Final note: How to test all the above before going into production?

Time to do some testing.

Following the above tutorial requires owning at least three domain names which you’re not using for any purpose, and, of course, adapting every line of code to reflect your real domain names. But you might wish to do some testing first to be sure that you have the configuration right, before you move to a production environment.

Here is a neat little trick that you can use: using the HOSTS file for creating “fake” domains. Most computers are pre-configured to read static IP address assignments from their HOSTS file first, and only then hit the DNS nameservers. All you need to know is your server’s IP address.

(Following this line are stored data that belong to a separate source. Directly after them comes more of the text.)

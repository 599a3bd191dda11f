//! Ollama embedding provider.
//!
//! Calls the local `/api/embeddings` endpoint one text at a time, retrying
//! failed requests with exponential backoff.

use crate::embeddings::EmbeddingProvider;
use async_trait::async_trait;
use crag_core::{AppError, AppResult};
use reqwest::Client;
use serde::{Deserialize, Serialize};
use std::time::Duration;
use tracing::{debug, instrument, warn};

const DEFAULT_OLLAMA_URL: &str = "http://localhost:11434";
const EMBEDDING_ENDPOINT: &str = "/api/embeddings";

/// Maximum attempts per text
const MAX_RETRIES: u32 = 3;

/// Initial backoff duration in milliseconds
const INITIAL_BACKOFF_MS: u64 = 100;

const REQUEST_TIMEOUT_SECS: u64 = 30;

/// Ollama embedding provider using the local API.
#[derive(Debug, Clone)]
pub struct OllamaProvider {
    client: Client,
    base_url: String,
    model: String,
    dimensions: usize,
}

#[derive(Debug, Serialize)]
struct EmbeddingRequest<'a> {
    model: &'a str,
    prompt: &'a str,
}

#[derive(Debug, Deserialize)]
struct EmbeddingResponse {
    embedding: Vec<f32>,
}

#[derive(Debug, Deserialize)]
struct ErrorResponse {
    error: String,
}

impl OllamaProvider {
    /// Create a provider for `model`.
    ///
    /// The base URL defaults to `OLLAMA_URL` or `http://localhost:11434`.
    pub fn new(model: &str, dimensions: usize) -> AppResult<Self> {
        let base_url =
            std::env::var("OLLAMA_URL").unwrap_or_else(|_| DEFAULT_OLLAMA_URL.to_string());

        Ok(Self {
            client: build_client(Duration::from_secs(REQUEST_TIMEOUT_SECS))?,
            base_url,
            model: model.to_string(),
            dimensions,
        })
    }

    /// Override the API base URL.
    pub fn with_base_url(mut self, base_url: &str) -> Self {
        self.base_url = base_url.trim_end_matches('/').to_string();
        self
    }

    /// Override the request timeout.
    pub fn with_timeout(mut self, timeout: Duration) -> AppResult<Self> {
        self.client = build_client(timeout)?;
        Ok(self)
    }

    /// Embed single text with retry logic.
    #[instrument(skip(self, text), fields(text_len = text.len(), model = %self.model))]
    async fn embed_with_retries(&self, text: &str, retries: u32) -> AppResult<Vec<f32>> {
        let mut attempt = 0;

        loop {
            match self.embed_single(text).await {
                Ok(embedding) => return Ok(embedding),
                Err(e) => {
                    attempt += 1;
                    if attempt >= retries {
                        return Err(e);
                    }

                    let backoff_ms = INITIAL_BACKOFF_MS * 2_u64.pow(attempt);
                    warn!(
                        "Embedding failed (attempt {}/{}), retrying in {}ms: {}",
                        attempt, retries, backoff_ms, e
                    );
                    tokio::time::sleep(Duration::from_millis(backoff_ms)).await;
                }
            }
        }
    }

    async fn embed_single(&self, text: &str) -> AppResult<Vec<f32>> {
        let url = format!("{}{}", self.base_url, EMBEDDING_ENDPOINT);
        let request = EmbeddingRequest {
            model: &self.model,
            prompt: text,
        };

        let response = self
            .client
            .post(&url)
            .json(&request)
            .send()
            .await
            .map_err(|e| AppError::Knowledge(format!("Failed to send request to Ollama: {}", e)))?;

        let status = response.status();
        if !status.is_success() {
            let error_text = response
                .text()
                .await
                .unwrap_or_else(|_| "Unknown error".to_string());

            let message = serde_json::from_str::<ErrorResponse>(&error_text)
                .map(|e| e.error)
                .unwrap_or(error_text);

            return Err(AppError::Knowledge(format!(
                "Ollama API error ({}): {}",
                status, message
            )));
        }

        let body: EmbeddingResponse = response
            .json()
            .await
            .map_err(|e| AppError::Knowledge(format!("Failed to parse Ollama response: {}", e)))?;

        if body.embedding.len() != self.dimensions {
            return Err(AppError::Knowledge(format!(
                "Unexpected embedding dimensions: got {}, expected {}",
                body.embedding.len(),
                self.dimensions
            )));
        }

        Ok(body.embedding)
    }
}

fn build_client(timeout: Duration) -> AppResult<Client> {
    Client::builder()
        .timeout(timeout)
        .build()
        .map_err(|e| AppError::Knowledge(format!("Failed to create HTTP client for Ollama: {}", e)))
}

#[async_trait]
impl EmbeddingProvider for OllamaProvider {
    fn provider_name(&self) -> &str {
        "ollama"
    }

    fn model_name(&self) -> &str {
        &self.model
    }

    fn dimensions(&self) -> usize {
        self.dimensions
    }

    async fn embed(&self, text: &str) -> AppResult<Vec<f32>> {
        if text.trim().is_empty() {
            return Err(AppError::Knowledge("Cannot embed empty text".to_string()));
        }

        self.embed_with_retries(text, MAX_RETRIES).await
    }

    #[instrument(skip(self, texts), fields(batch_size = texts.len(), model = %self.model))]
    async fn embed_batch(&self, texts: &[String]) -> AppResult<Vec<Vec<f32>>> {
        debug!("Embedding batch of {} texts", texts.len());

        // No batch endpoint; embed sequentially
        let mut embeddings = Vec::with_capacity(texts.len());
        for (i, text) in texts.iter().enumerate() {
            if text.trim().is_empty() {
                warn!("Embedding empty text at index {} as a zero vector", i);
                embeddings.push(vec![0.0; self.dimensions]);
                continue;
            }

            embeddings.push(self.embed(text).await?);
        }

        Ok(embeddings)
    }
}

You should do this on two places: on the server where you’re running your WordPress installation and on your desktop computer. Under Linux/Mac OS X, the file is under /etc/hosts, so with sudo nano /etc/hostsyou should be able to edit it and add the following line at the bottom:

192.168.0.1 mydomain.com site1.mydomain.com site2.mydomain.com myotherdomain.com anotherdomain.com

where, of course, you should replace 192.168.0.1 with your server’s real IP address. Under Windows, it depends a bit on what version you’ve got; it’s usually under C:\WINDOWS\system32\drivers\etc\hosts. Use something like Notepad to edit it (don’t use Write or Word, since it will add lots of useless formatting and break everything!).

After you’ve done the changes, you will very likely need to exit your browser and launch it again (because most browsers will cache DNS).

There are a few caveats, though: since you’re not using “real” DNS, your WordPress installation will not be able to use any plugins that require a XML-RPC call to your server. A typical example is Jetpack, which really requires “real” addresses, because it contacts your server directly to do its magic.

However, almost all other plugins — even the core auto-update feature which needs to contact the “outside” world — don’t have that restriction. CloudFlare may also have a few issues: you have to be careful not to let CloudFlare clear the cache, or it will be caching the wrong site instead! The best is to turn it off on your development environment and just activate CloudFlare again when you move the site to the production environment.